On a trip yesterday into Richmond, Va., I made sure to pick up some of the free media that clutter the doorways of bookshops and cafes and provide a reason for those ubiquitous multicolored news boxes on the sidewalks and corners. Ubiquitous in certain trendy neighborhoods, at least.
Indeed, these free media, such as the Village Voice or New Press alternative newsweeklies as well as smaller, scrappier competitors, can be very hard to find in many city neighborhoods. It isn’t simply that lower-income neighborhoods off the path of the cultural creatives lack appropriate venues such as cafes and independent retailers where publishers can distribute their work, although that’s a reasonable explanation. Nor is it that many of these neighborhoods have been hollowed out of much of their housing, commercial buildings, and population, although that too is a plausible reason.
Those neighborhoods have never ceased to exist, through all the decades of economic decline and depopulation. They are still there, and there are still inhabitants. But it’s as if the media have written these places off the map, and will continue to do so until there’s some hot new ethnic restaurant to write about. As I scanned the pages, I got the sense that the city’s boundaries encircled a much smaller geographic area than I had thought Richmond included. Neighborhoods like Jackson’s Ward, until recently a “slum” but now passing through a process of gentrification, earn significant coverage.
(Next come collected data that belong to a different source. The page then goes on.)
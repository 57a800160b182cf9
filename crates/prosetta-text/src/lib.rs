//! Text processing for the translation pipeline.
//!
//! Pure functions only: normalization and chunk splitting, scrubbing of LLM
//! response artifacts, marker-based language detection with translation
//! validation, and cross-chunk terminology consistency.

pub mod chunk;
pub mod clean;
pub mod detect;
pub mod terminology;

pub use chunk::{count_words, normalize, split_chunks};
pub use clean::clean_response;
pub use detect::{count_markers, detect_language, is_likely_translated};
pub use terminology::TerminologyManager;
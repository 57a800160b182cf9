use super::EXIT_SUCCESS;
use clap::CommandFactory;
use clap_complete::Shell;

#[allow(clippy::unnecessary_wraps)]
pub fn run<C: CommandFactory>(shell: Shell) -> Result<u8, String> {
    clap_complete::generate(shell, &mut C::command(), "prosetta", &mut std::io::stdout());
    Ok(EXIT_SUCCESS)
}
//! Cross-chunk terminology consistency.
//!
//! Per-book state: once a proper noun or recurring term has been translated
//! one way, later chunks must reuse that rendering. The manager records
//! original→translated pairs in first-seen order and exposes a prompt block
//! of the most recent terms.

use regex::Regex;
use std::collections::{HashMap, HashSet};
use std::sync::LazyLock;

static CAPITALIZED_RUN: LazyLock<Regex> =
    LazyLock::new(|| Regex::new(r"\b[A-Z][a-z]+(?:\s+[A-Z][a-z]+)*\b").expect("valid regex"));

#[derive(Debug, Default)]
pub struct TerminologyManager {
    /// Insertion-ordered (original, translated) pairs.
    terms: Vec<(String, String)>,
    index: HashMap<String, usize>,
    proper_nouns: HashSet<String>,
}

impl TerminologyManager {
    pub fn new() -> Self {
        Self::default()
    }

    /// Extract capitalized words and multi-word runs that do not open a
    /// sentence. Regex lookbehind is unsupported, so sentence starts are
    /// filtered by inspecting the preceding characters per match.
    pub fn extract_proper_nouns(&mut self, text: &str) -> Vec<String> {
        let mut found = Vec::new();
        for m in CAPITALIZED_RUN.find_iter(text) {
            if at_sentence_start(text, m.start()) {
                continue;
            }
            let noun = m.as_str().to_owned();
            if self.proper_nouns.insert(noun.clone()) {
                found.push(noun);
            }
        }
        found
    }

    pub fn add_term(&mut self, original: &str, translated: &str) {
        if let Some(&i) = self.index.get(original) {
            self.terms[i].1 = translated.to_owned();
        } else {
            self.index.insert(original.to_owned(), self.terms.len());
            self.terms.push((original.to_owned(), translated.to_owned()));
        }
    }

    pub fn get_term(&self, original: &str) -> Option<&str> {
        self.index
            .get(original)
            .map(|&i| self.terms[i].1.as_str())
    }

    /// Rewrite `text` so terms already in the glossary keep their established
    /// translation; unseen terms from `chunk_terms` are recorded.
    pub fn ensure_consistency(
        &mut self,
        text: &str,
        chunk_terms: &[(String, String)],
    ) -> String {
        let mut result = text.to_owned();
        for (original, translated) in chunk_terms {
            match self.get_term(original) {
                Some(established) if established != translated => {
                    let established = established.to_owned();
                    result = result.replace(translated.as_str(), &established);
                }
                Some(_) => {}
                None => self.add_term(original, translated),
            }
        }
        result
    }

    pub fn glossary(&self) -> &[(String, String)] {
        &self.terms
    }

    pub fn is_empty(&self) -> bool {
        self.terms.is_empty()
    }

    pub fn clear(&mut self) {
        self.terms.clear();
        self.index.clear();
        self.proper_nouns.clear();
    }

    /// Format the most recent `max_terms` pairs for inclusion in a prompt.
    /// Empty string when no terms are recorded.
    pub fn prompt_context(&self, max_terms: usize) -> String {
        if self.terms.is_empty() {
            return String::new();
        }
        let start = self.terms.len().saturating_sub(max_terms);
        let mut lines = vec!["TERMINOLOGY (use these translations consistently):".to_owned()];
        for (original, translated) in &self.terms[start..] {
            lines.push(format!("  - {original} -> {translated}"));
        }
        lines.join("\n")
    }
}

fn at_sentence_start(text: &str, pos: usize) -> bool {
    let before: Vec<char> = text[..pos]
        .chars()
        .rev()
        .take_while(|c| !c.is_alphanumeric())
        .collect();
    if text[..pos].chars().all(|c| !c.is_alphanumeric()) {
        // Nothing but whitespace/punctuation before: start of text.
        return true;
    }
    before.iter().any(|c| matches!(c, '.' | '!' | '?' | '\n'))
}

#[cfg(test)]
mod tests {
    use super::*;

    #[test]
    fn extracts_mid_sentence_proper_nouns() {
        let mut tm = TerminologyManager::new();
        let nouns = tm.extract_proper_nouns("He walked with Elizabeth Bennet to Meryton.");
        assert!(nouns.contains(&"Elizabeth Bennet".to_owned()));
        assert!(nouns.contains(&"Meryton".to_owned()));
    }

    #[test]
    fn skips_sentence_initial_words() {
        let mut tm = TerminologyManager::new();
        let nouns = tm.extract_proper_nouns("Darkness fell over the town of Avonlea.");
        assert!(!nouns.contains(&"Darkness".to_owned()));
        assert!(nouns.contains(&"Avonlea".to_owned()));
    }

    #[test]
    fn duplicate_nouns_reported_once() {
        let mut tm = TerminologyManager::new();
        tm.extract_proper_nouns("They met Gandalf near the gate.");
        let second = tm.extract_proper_nouns("Later, Gandalf spoke again.");
        assert!(second.is_empty());
    }

    #[test]
    fn consistency_prefers_established_translation() {
        let mut tm = TerminologyManager::new();
        tm.add_term("Shire", "la Comarca");
        let out = tm.ensure_consistency(
            "Volvieron a el Condado al amanecer.",
            &[("Shire".to_owned(), "el Condado".to_owned())],
        );
        assert_eq!(out, "Volvieron a la Comarca al amanecer.");
    }

    #[test]
    fn new_terms_are_recorded() {
        let mut tm = TerminologyManager::new();
        tm.ensure_consistency(
            "text",
            &[("Rivendell".to_owned(), "Rivendel".to_owned())],
        );
        assert_eq!(tm.get_term("Rivendell"), Some("Rivendel"));
    }

    #[test]
    fn prompt_context_limits_to_recent_terms() {
        let mut tm = TerminologyManager::new();
        for i in 0..30 {
            tm.add_term(&format!("term{i}"), &format!("trans{i}"));
        }
        let ctx = tm.prompt_context(20);
        assert!(!ctx.contains("term9 ->"));
        assert!(ctx.contains("term29 -> trans29"));
        assert!(ctx.starts_with("TERMINOLOGY"));
    }

    #[test]
    fn empty_manager_yields_empty_context() {
        let tm = TerminologyManager::new();
        assert_eq!(tm.prompt_context(20), "");
    }

    #[test]
    fn clear_resets_everything() {
        let mut tm = TerminologyManager::new();
        tm.add_term("a", "b");
        tm.extract_proper_nouns("With Frodo onward.");
        tm.clear();
        assert!(tm.is_empty());
        assert!(tm.get_term("a").is_none());
    }
}
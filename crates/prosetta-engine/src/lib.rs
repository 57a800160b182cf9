//! Two-stage translation pipeline.
//!
//! Stage 1 produces a primary translation chunk by chunk; stage 2 runs an
//! editing pass over each draft. Both stages go through the cache and the
//! marker-based validator, so a flaky model never silently corrupts output.

pub mod concurrency;
pub mod pipeline;
pub mod prompts;
pub mod runner;

pub use concurrency::{install_signal_handler, shutdown_requested};
pub use pipeline::{Llm, Progress, Stage, TranslationOutcome, Translator};
pub use runner::JobRunner;

use thiserror::Error;

#[derive(Debug, Error)]
pub enum EngineError {
    #[error(transparent)]
    Ollama(#[from] prosetta_ollama::OllamaError),
    #[error(transparent)]
    Store(#[from] prosetta_store::StoreError),
    #[error(transparent)]
    Config(#[from] prosetta_config::ConfigError),
    #[error("I/O error: {0}")]
    Io(#[from] std::io::Error),
    #[error("translation cancelled")]
    Cancelled,
    #[error("unsupported language: {0}")]
    UnsupportedLanguage(String),
}
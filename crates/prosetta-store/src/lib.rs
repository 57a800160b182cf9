//! File-backed storage for Prosetta.
//!
//! Everything shared between worker processes lives in plain files under the
//! store directory: a blake3-keyed translation cache and per-job JSON
//! records. Writes are atomic (temp file + rename + parent-dir fsync), so
//! independent server workers and CLI invocations can share one store
//! without coordination beyond the advisory maintenance lock.

pub mod cache;
pub mod jobs;
pub mod layout;
pub mod lock;

pub use cache::{CacheEntry, CacheStats, CacheStore};
pub use jobs::{JobId, JobRecord, JobStats, JobStatus, JobStore};
pub use layout::{StoreLayout, STORE_FORMAT_VERSION};
pub use lock::StoreLock;

use std::path::Path;
use thiserror::Error;

/// Current time in the timestamp format used by every store record.
pub fn now_rfc3339() -> String {
    chrono::Utc::now().to_rfc3339()
}

/// Fsync a directory to ensure that a preceding `rename()` is durable.
///
/// On Linux with ext4 `data=ordered` (the default), renames are usually
/// durable without an explicit dir fsync, but POSIX does not guarantee this.
pub(crate) fn fsync_dir(dir: &Path) -> Result<(), std::io::Error> {
    let f = std::fs::File::open(dir)?;
    f.sync_all()
}

#[derive(Debug, Error)]
pub enum StoreError {
    #[error("store I/O error: {0}")]
    Io(#[from] std::io::Error),
    #[error("serialization error: {0}")]
    Serialization(#[from] serde_json::Error),
    #[error("job not found: {0}")]
    JobNotFound(String),
    #[error("ambiguous job id prefix '{prefix}': matches {count} jobs")]
    AmbiguousJobId { prefix: String, count: usize },
    #[error("job {0} is already in a terminal state")]
    JobFinished(String),
    #[error("store format version mismatch: expected {expected}, found {found}")]
    VersionMismatch { expected: u32, found: u32 },
    #[error("lock acquisition failed: {0}")]
    LockFailed(String),
    #[error("invalid timestamp in record: {0}")]
    BadTimestamp(String),
}

#[cfg(test)]
mod tests {
    use super::*;

    #[test]
    fn error_display_job_not_found() {
        let e = StoreError::JobNotFound("abc123".to_owned());
        assert!(e.to_string().contains("abc123"));
    }

    #[test]
    fn error_display_version_mismatch() {
        let e = StoreError::VersionMismatch {
            expected: 1,
            found: 2,
        };
        let msg = e.to_string();
        assert!(msg.contains('1'));
        assert!(msg.contains('2'));
    }

    #[test]
    fn error_display_ambiguous_prefix() {
        let e = StoreError::AmbiguousJobId {
            prefix: "ab".to_owned(),
            count: 3,
        };
        assert!(e.to_string().contains("'ab'"));
    }
}
use super::{json_pretty, load_config, open_store, EXIT_SUCCESS};
use clap::Subcommand;
use dialoguer::Confirm;
use prosetta_store::{CacheStore, StoreLock};
use std::io::{stdin, IsTerminal};
use std::path::Path;

#[derive(Debug, Subcommand)]
pub enum CacheAction {
    /// Show cache entry counts.
    Stats,
    /// Remove entries older than the retention window.
    Cleanup {
        /// Maximum entry age in days (overrides CACHE_MAX_AGE_DAYS).
        #[arg(long)]
        max_age_days: Option<u32>,
    },
    /// Remove every cached translation.
    Clear {
        /// Skip the confirmation prompt.
        #[arg(long, default_value_t = false)]
        yes: bool,
    },
}

pub fn run(data_dir: &Path, action: &CacheAction, json: bool) -> Result<u8, String> {
    let layout = open_store(data_dir)?;

    match action {
        CacheAction::Stats => {
            let cache = CacheStore::new(layout);
            let stats = cache.stats().map_err(|e| format!("store error: {e}"))?;
            if json {
                println!("{}", json_pretty(&stats)?);
            } else {
                println!("cached translations: {}", stats.total_entries);
                println!("used in last 24h:    {}", stats.entries_last_24h);
            }
            Ok(EXIT_SUCCESS)
        }
        CacheAction::Cleanup { max_age_days } => {
            let max_age = match max_age_days {
                Some(days) => *days,
                None => load_config()?.cache.max_age_days,
            };
            let _lock = StoreLock::acquire(&layout.lock_file())
                .map_err(|e| format!("store lock: {e}"))?;
            let cache = CacheStore::new(layout);
            let removed = cache
                .cleanup(max_age)
                .map_err(|e| format!("store error: {e}"))?;
            if json {
                println!(
                    "{}",
                    json_pretty(&serde_json::json!({"removed": removed, "max_age_days": max_age}))?
                );
            } else {
                println!("removed {removed} entries older than {max_age} days");
            }
            Ok(EXIT_SUCCESS)
        }
        CacheAction::Clear { yes } => {
            if !yes {
                if !stdin().is_terminal() {
                    return Err(
                        "refusing to clear the cache without --yes in non-interactive mode"
                            .to_owned(),
                    );
                }
                let confirmed = Confirm::new()
                    .with_prompt("remove all cached translations?")
                    .default(false)
                    .interact()
                    .map_err(|e| format!("prompt failed: {e}"))?;
                if !confirmed {
                    println!("aborted");
                    return Ok(EXIT_SUCCESS);
                }
            }
            let _lock = StoreLock::acquire(&layout.lock_file())
                .map_err(|e| format!("store lock: {e}"))?;
            let cache = CacheStore::new(layout);
            let removed = cache.clear().map_err(|e| format!("store error: {e}"))?;
            if json {
                println!("{}", json_pretty(&serde_json::json!({"removed": removed}))?);
            } else {
                println!("removed {removed} entries");
            }
            Ok(EXIT_SUCCESS)
        }
    }
}
//! HTTP API for the Prosetta translation service.
//!
//! A fixed pool of worker threads pulls requests from one shared
//! [`tiny_http::Server`], matching the process model the container image
//! runs with. Translation jobs themselves run on detached threads; workers
//! only validate, enqueue, and report.
//!
//! The [`TestServer`] helper starts the full stack on a random port for
//! integration testing.

mod routes;

pub use routes::handle_request;

use prosetta_config::{Config, ConfigError, Paths};
use prosetta_ollama::OllamaClient;
use prosetta_store::{CacheStore, JobStore, StoreError, StoreLayout};
use std::path::PathBuf;
use std::sync::Arc;
use thiserror::Error;
use tiny_http::Server;
use tracing::info;

#[derive(Debug, Error)]
pub enum ServerError {
    #[error(transparent)]
    Config(#[from] ConfigError),
    #[error(transparent)]
    Store(#[from] StoreError),
    #[error("failed to bind {addr}: {reason}")]
    Bind { addr: String, reason: String },
}

/// Everything a request handler needs, shared across worker threads.
pub struct AppState {
    pub config: Config,
    pub paths: Paths,
    pub jobs: JobStore,
    pub cache: CacheStore,
    pub ollama: OllamaClient,
}

impl AppState {
    /// Set up directories, the store, and the upstream client.
    pub fn new(config: Config, paths: Paths) -> Result<Self, ServerError> {
        paths.ensure_dirs()?;
        let layout = StoreLayout::new(paths.store_dir());
        layout.initialize()?;

        let ollama = OllamaClient::new(config.ollama.clone());
        Ok(Self {
            config,
            paths,
            jobs: JobStore::new(layout.clone()),
            cache: CacheStore::new(layout),
            ollama,
        })
    }
}

/// Run the server loop with the configured number of worker threads,
/// blocking until the listener shuts down.
pub fn run_server(state: &Arc<AppState>, addr: &str, workers: usize) -> Result<(), ServerError> {
    let server = Server::http(addr).map_err(|e| ServerError::Bind {
        addr: addr.to_owned(),
        reason: e.to_string(),
    })?;
    let server = Arc::new(server);
    info!("listening on {addr} with {workers} workers");

    let mut handles = Vec::with_capacity(workers);
    for worker in 0..workers {
        let server = Arc::clone(&server);
        let state = Arc::clone(state);
        handles.push(
            std::thread::Builder::new()
                .name(format!("http-worker-{worker}"))
                .spawn(move || {
                    for request in server.incoming_requests() {
                        handle_request(&state, request);
                    }
                })
                .map_err(|e| ServerError::Bind {
                    addr: addr.to_owned(),
                    reason: format!("failed to spawn worker: {e}"),
                })?,
        );
    }
    for handle in handles {
        let _ = handle.join();
    }
    Ok(())
}

/// Starts a full server on `127.0.0.1:0` backed by a caller-provided data
/// directory. Drop to stop accepting requests.
pub struct TestServer {
    pub url: String,
    pub port: u16,
    pub state: Arc<AppState>,
    server: Arc<Server>,
    _handles: Vec<std::thread::JoinHandle<()>>,
}

impl TestServer {
    /// Start with impatient timeouts and an unreachable default upstream;
    /// tests that need a live model swap the env lookup.
    pub fn start(data_dir: PathBuf) -> Self {
        Self::start_with(data_dir, &|_| None)
    }

    pub fn start_with(
        data_dir: PathBuf,
        overrides: &dyn Fn(&str) -> Option<String>,
    ) -> Self {
        let lookup = |key: &str| {
            overrides(key).or_else(|| match key {
                // Port 9 is discard; nothing answers on loopback.
                "OLLAMA_BASE_URL" => Some("http://127.0.0.1:9".to_owned()),
                "OLLAMA_CONNECT_TIMEOUT" => Some("1".to_owned()),
                "OLLAMA_HEALTH_TIMEOUT" => Some("1".to_owned()),
                "MAX_RETRIES" => Some("1".to_owned()),
                "RETRY_DELAY" => Some("0".to_owned()),
                "CHUNK_DELAY" => Some("0".to_owned()),
                _ => None,
            })
        };
        let config = Config::from_lookup(&lookup).expect("test config");
        let paths = Paths::new(&data_dir);
        let state = Arc::new(AppState::new(config, paths).expect("test state"));

        let server = Arc::new(Server::http("127.0.0.1:0").expect("bind test server"));
        let port = server
            .server_addr()
            .to_ip()
            .expect("not an IP addr")
            .port();
        let url = format!("http://127.0.0.1:{port}");

        let mut handles = Vec::new();
        for _ in 0..2 {
            let srv = Arc::clone(&server);
            let st = Arc::clone(&state);
            handles.push(std::thread::spawn(move || {
                for request in srv.incoming_requests() {
                    handle_request(&st, request);
                }
            }));
        }

        Self {
            url,
            port,
            state,
            server,
            _handles: handles,
        }
    }
}

impl Drop for TestServer {
    fn drop(&mut self) {
        self.server.unblock();
    }
}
Meanwhile, most every neighborhood on the still rough-and-tumble South side is ignored.
Why don’t the alternative media recognize their role as trend-setters, and launch trends in these neighborhoods themselves by writing about them? Can’t these media play a role in bringing the most woebegone parts of the city back to the mainstream’s attention? Or am I asking too much of the alt-weeklies, consigned as they are to the advertisers’ grip just like the daily press?